_Aim of the exercise:_
Your answer should be the lines of the listing that contain the word "return".

_Information provided:_
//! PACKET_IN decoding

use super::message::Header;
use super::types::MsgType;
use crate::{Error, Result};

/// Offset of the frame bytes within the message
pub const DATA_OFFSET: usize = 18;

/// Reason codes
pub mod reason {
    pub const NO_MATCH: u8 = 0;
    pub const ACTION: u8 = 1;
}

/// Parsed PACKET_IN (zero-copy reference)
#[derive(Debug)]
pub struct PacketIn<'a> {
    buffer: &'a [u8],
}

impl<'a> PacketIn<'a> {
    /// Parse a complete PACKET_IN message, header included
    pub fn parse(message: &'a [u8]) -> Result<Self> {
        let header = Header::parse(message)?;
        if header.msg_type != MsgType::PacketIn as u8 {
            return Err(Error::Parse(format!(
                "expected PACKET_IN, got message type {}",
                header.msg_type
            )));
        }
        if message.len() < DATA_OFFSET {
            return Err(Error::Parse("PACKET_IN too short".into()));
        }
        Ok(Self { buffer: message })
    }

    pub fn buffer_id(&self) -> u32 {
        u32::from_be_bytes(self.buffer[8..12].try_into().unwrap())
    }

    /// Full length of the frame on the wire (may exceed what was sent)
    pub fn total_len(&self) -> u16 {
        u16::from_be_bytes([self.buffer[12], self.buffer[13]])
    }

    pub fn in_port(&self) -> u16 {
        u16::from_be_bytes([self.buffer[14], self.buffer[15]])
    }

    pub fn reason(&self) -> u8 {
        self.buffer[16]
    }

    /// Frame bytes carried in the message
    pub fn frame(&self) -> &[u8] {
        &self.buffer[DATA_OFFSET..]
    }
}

_Solution:_
            return Err(Error::Parse(format!(
            return Err(Error::Parse("PACKET_IN too short".into()));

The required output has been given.